:: Directions ::
When you reach the line containing "let (found, missing) = db" in the entries below, begin reproducing lines exactly, and stop once the line containing "assert_eq!(seen, None);" is done.

:: Excerpted data ::

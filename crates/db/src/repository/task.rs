//! Task repository for CRUD operations on tasks
//!
//! Reads go straight to SurrealDB. Writes are staged in the enclosing
//! transaction's write set and applied when that transaction commits.

use crate::error::DbResult;
use crate::models::Task;
use crate::transaction::WriteSet;
use surrealdb::Surreal;
use surrealdb::engine::local::Db;
use tracing::{debug, trace};

/// Repository for task CRUD and task-side association operations
///
/// Only obtainable inside a unit of work opened by the
/// [`TransactionManager`](crate::TransactionManager).
pub struct TaskRepository<'t> {
    client: &'t Surreal<Db>,
    table: &'t str,
    writes: &'t mut WriteSet,
}

impl<'t> TaskRepository<'t> {
    pub(crate) fn new(client: &'t Surreal<Db>, table: &'t str, writes: &'t mut WriteSet) -> Self {
        Self {
            client,
            table,
            writes,
        }
    }

    /// Fetch all tasks, ordered by id.
    pub async fn find_all(&self) -> DbResult<Vec<Task>> {
        debug!("Fetching all tasks from {}", self.table);
        let mut result = self
            .client
            .query("SELECT record::id(id) AS id, description FROM type::table($table) ORDER BY id")
            .bind(("table", self.table.to_string()))
            .await?;
        let tasks: Vec<Task> = result.take(0)?;
        trace!("Fetched {} tasks", tasks.len());
        Ok(tasks)
    }

    /// Get a task by ID.
    ///
    /// # Returns
    ///
    /// `Some(Task)` if found, `None` otherwise.
    pub async fn find_by_id(&self, id: &str) -> DbResult<Option<Task>> {
        // Empty ids are not valid record keys
        if id.is_empty() {
            return Ok(None);
        }
        debug!("Fetching task: {}", id);
        let mut result = self
            .client
            .query("SELECT record::id(id) AS id, description FROM type::thing($table, $id)")
            .bind(("table", self.table.to_string()))
            .bind(("id", id.to_string()))
            .await?;
        let task: Option<Task> = result.take(0)?;
        if task.is_none() {
            debug!("Task not found: {}", id);
        }
        Ok(task)
    }

    /// Get the ids of the tags assigned to a task.
    ///
    /// # Returns
    ///
    /// `None` if the task does not exist.
    pub async fn get_tags_by_task_id(&self, id: &str) -> DbResult<Option<Vec<String>>> {
        // Empty ids are not valid record keys
        if id.is_empty() {
            return Ok(None);
        }
        debug!("Fetching tags of task: {}", id);
        let mut result = self
            .client
            .query("SELECT VALUE tags FROM type::thing($table, $id)")
            .bind(("table", self.table.to_string()))
            .bind(("id", id.to_string()))
            .await?;
        let tags: Option<Vec<String>> = result.take(0)?;
        Ok(tags)
    }

    /// Stage the creation of a task with no tags.
    pub fn save(&mut self, task: &Task) {
        debug!("Staging creation of task: {}", task.id);
        trace!("Task data: {:?}", task);
        let table = self.writes.bind(self.table);
        let id = self.writes.bind(&task.id);
        let description = self.writes.bind(&task.description);
        self.writes.push(format!(
            "CREATE type::thing({table}, {id}) SET description = {description}, tags = []"
        ));
    }

    /// Stage the deletion of a task.
    pub fn delete(&mut self, id: &str) {
        debug!("Staging deletion of task: {}", id);
        let table = self.writes.bind(self.table);
        let id = self.writes.bind(id);
        self.writes
            .push(format!("DELETE type::thing({table}, {id})"));
    }

    /// Stage adding a tag id to a task's tag list.
    pub fn add_tag_to_task(&mut self, task_id: &str, tag_id: &str) {
        debug!("Staging tag {} on task {}", tag_id, task_id);
        let table = self.writes.bind(self.table);
        let task_id = self.writes.bind(task_id);
        let tag_id = self.writes.bind(tag_id);
        self.writes.push(format!(
            "UPDATE type::thing({table}, {task_id}) SET tags += {tag_id}"
        ));
    }

    /// Stage removing a tag id from a task's tag list.
    pub fn remove_tag_from_task(&mut self, task_id: &str, tag_id: &str) {
        debug!("Staging removal of tag {} from task {}", tag_id, task_id);
        let table = self.writes.bind(self.table);
        let task_id = self.writes.bind(task_id);
        let tag_id = self.writes.bind(tag_id);
        self.writes.push(format!(
            "UPDATE type::thing({table}, {task_id}) SET tags -= {tag_id}"
        ));
    }

    /// Stage removing a tag id from every task that references it.
    pub fn remove_tag_from_all_tasks(&mut self, tag_id: &str) {
        debug!("Staging removal of tag {} from all tasks", tag_id);
        let table = self.writes.bind(self.table);
        let tag_id = self.writes.bind(tag_id);
        self.writes.push(format!(
            "UPDATE type::table({table}) SET tags -= {tag_id} WHERE tags CONTAINS {tag_id}"
        ));
    }
}

#[cfg(test)]
mod tests {
    use super::*;
    use crate::test_utils::{create_test_db, insert_task, tags_of_task};

    #[tokio::test]
    async fn test_find_all_on_empty_table() {
        let db = create_test_db().await.unwrap();
        let tasks = db
            .transactions()
            .task_transaction(async |tasks| tasks.find_all().await)
            .await
            .unwrap();
        assert!(tasks.is_empty());
    }

    #[tokio::test]
    async fn test_find_all_returns_every_task_in_id_order() {
        let db = create_test_db().await.unwrap();
        insert_task(&db, &Task::new("2", "Second")).await;
        insert_task(&db, &Task::new("1", "First")).await;

        let tasks = db
            .transactions()
            .task_transaction(async |tasks| tasks.find_all().await)
            .await
            .unwrap();
        assert_eq!(tasks, vec![Task::new("1", "First"), Task::new("2", "Second")]);
    }

    #[tokio::test]
    async fn test_find_by_id() {
        let db = create_test_db().await.unwrap();
        insert_task(&db, &Task::new("1", "Start using TDD")).await;

        let (found, missing) = db
            .transactions()
            .task_transaction(async |tasks| {
                Ok((tasks.find_by_id("1").await?, tasks.find_by_id("9").await?))
            })
            .await
            .unwrap();
        assert_eq!(found, Some(Task::new("1", "Start using TDD")));
        assert_eq!(missing, None);
    }

    #[tokio::test]
    async fn test_empty_id_matches_nothing() {
        let db = create_test_db().await.unwrap();
        insert_task(&db, &Task::new("1", "Start using TDD")).await;

        let (found, tags) = db
            .transactions()
            .task_transaction(async |tasks| {
                Ok((tasks.find_by_id("").await?, tasks.get_tags_by_task_id("").await?))
            })
            .await
            .unwrap();
        assert_eq!(found, None);
        assert_eq!(tags, None);
    }

    #[tokio::test]
    async fn test_save_is_applied_on_commit() {
        let db = create_test_db().await.unwrap();
        let task = Task::new("abc", "Write the docs");

        db.transactions()
            .task_transaction(async |tasks| {
                tasks.save(&task);
                Ok(())
            })
            .await
            .unwrap();

        assert_eq!(tags_of_task(&db, "abc").await, Some(vec![]));
        let found = db
            .transactions()
            .task_transaction(async |tasks| tasks.find_by_id("abc").await)
            .await
            .unwrap();
        assert_eq!(found, Some(task));
    }

    #[tokio::test]
    async fn test_staged_writes_are_not_visible_to_reads_in_same_unit() {
        let db = create_test_db().await.unwrap();

        let seen = db
            .transactions()
            .task_transaction(async |tasks| {
                tasks.save(&Task::new("1", "Pending"));
                tasks.find_by_id("1").await
            })
            .await
            .unwrap();
        assert_eq!(seen, None);
        assert_eq!(tags_of_task(&db, "1").await, Some(vec![]));
    }

    #[tokio::test]
    async fn test_ids_with_special_characters() {
        let db = create_test_db().await.unwrap();
        let task = Task::new("task 1/\"quoted\"", "Odd id");

        db.transactions()
            .task_transaction(async |tasks| {
                tasks.save(&task);
                Ok(())
            })
            .await
            .unwrap();

        let all = db
            .transactions()
            .task_transaction(async |tasks| tasks.find_all().await)
            .await
            .unwrap();
        assert_eq!(all, vec![task]);
    }

    #[tokio::test]
    async fn test_delete() {
        let db = create_test_db().await.unwrap();
        insert_task(&db, &Task::new("1", "Doomed")).await;

        db.transactions()
            .task_transaction(async |tasks| {
                tasks.delete("1");
                Ok(())
            })
            .await
            .unwrap();

        assert_eq!(tags_of_task(&db, "1").await, None);
    }

    #[tokio::test]
    async fn test_add_and_remove_tag() {
        let db = create_test_db().await.unwrap();
        insert_task(&db, &Task::new("1", "Tagged")).await;

        db.transactions()
            .task_transaction(async |tasks| {
                tasks.add_tag_to_task("1", "t1");
                tasks.add_tag_to_task("1", "t2");
                Ok(())
            })
            .await
            .unwrap();
        assert_eq!(
            tags_of_task(&db, "1").await,
            Some(vec!["t1".to_string(), "t2".to_string()])
        );

        db.transactions()
            .task_transaction(async |tasks| {
                tasks.remove_tag_from_task("1", "t1");
                Ok(())
            })
            .await
            .unwrap();
        assert_eq!(tags_of_task(&db, "1").await, Some(vec!["t2".to_string()]));
    }

    #[tokio::test]
    async fn test_get_tags_by_task_id() {
        let db = create_test_db().await.unwrap();
        insert_task(&db, &Task::new("1", "Tagged")).await;

        let (existing, missing) = db
            .transactions()
            .task_transaction(async |tasks| {
                Ok((
                    tasks.get_tags_by_task_id("1").await?,
                    tasks.get_tags_by_task_id("2").await?,
                ))
            })
            .await
            .unwrap();
        assert_eq!(existing, Some(vec![]));
        assert_eq!(missing, None);
    }

    #[tokio::test]
    async fn test_remove_tag_from_all_tasks() {
        let db = create_test_db().await.unwrap();
        insert_task(&db, &Task::new("1", "One")).await;
        insert_task(&db, &Task::new("2", "Two")).await;
        insert_task(&db, &Task::new("3", "Three")).await;

        db.transactions()
            .task_transaction(async |tasks| {
                tasks.add_tag_to_task("1", "work");
                tasks.add_tag_to_task("2", "work");
                tasks.add_tag_to_task("2", "home");
                Ok(())
            })
            .await
            .unwrap();

        db.transactions()
            .task_transaction(async |tasks| {
                tasks.remove_tag_from_all_tasks("work");
                Ok(())
            })
            .await
            .unwrap();

        assert_eq!(tags_of_task(&db, "1").await, Some(vec![]));
        assert_eq!(tags_of_task(&db, "2").await, Some(vec!["home".to_string()]));
        assert_eq!(tags_of_task(&db, "3").await, Some(vec![]));
    }
}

:: Completed exercise ::
        let (found, missing) = db
            .transactions()
            .task_transaction(async |tasks| {
                Ok((tasks.find_by_id("1").await?, tasks.find_by_id("9").await?))
            })
            .await
            .unwrap();
        assert_eq!(found, Some(Task::new("1", "Start using TDD")));
        assert_eq!(missing, None);
    }

    #[tokio::test]
    async fn test_empty_id_matches_nothing() {
        let db = create_test_db().await.unwrap();
        insert_task(&db, &Task::new("1", "Start using TDD")).await;

        let (found, tags) = db
            .transactions()
            .task_transaction(async |tasks| {
                Ok((tasks.find_by_id("").await?, tasks.get_tags_by_task_id("").await?))
            })
            .await
            .unwrap();
        assert_eq!(found, None);
        assert_eq!(tags, None);
    }

    #[tokio::test]
    async fn test_save_is_applied_on_commit() {
        let db = create_test_db().await.unwrap();
        let task = Task::new("abc", "Write the docs");

        db.transactions()
            .task_transaction(async |tasks| {
                tasks.save(&task);
                Ok(())
            })
            .await
            .unwrap();

        assert_eq!(tags_of_task(&db, "abc").await, Some(vec![]));
        let found = db
            .transactions()
            .task_transaction(async |tasks| tasks.find_by_id("abc").await)
            .await
            .unwrap();
        assert_eq!(found, Some(task));
    }

    #[tokio::test]
    async fn test_staged_writes_are_not_visible_to_reads_in_same_unit() {
        let db = create_test_db().await.unwrap();

        let seen = db
            .transactions()
            .task_transaction(async |tasks| {
                tasks.save(&Task::new("1", "Pending"));
                tasks.find_by_id("1").await
            })
            .await
            .unwrap();
        assert_eq!(seen, None);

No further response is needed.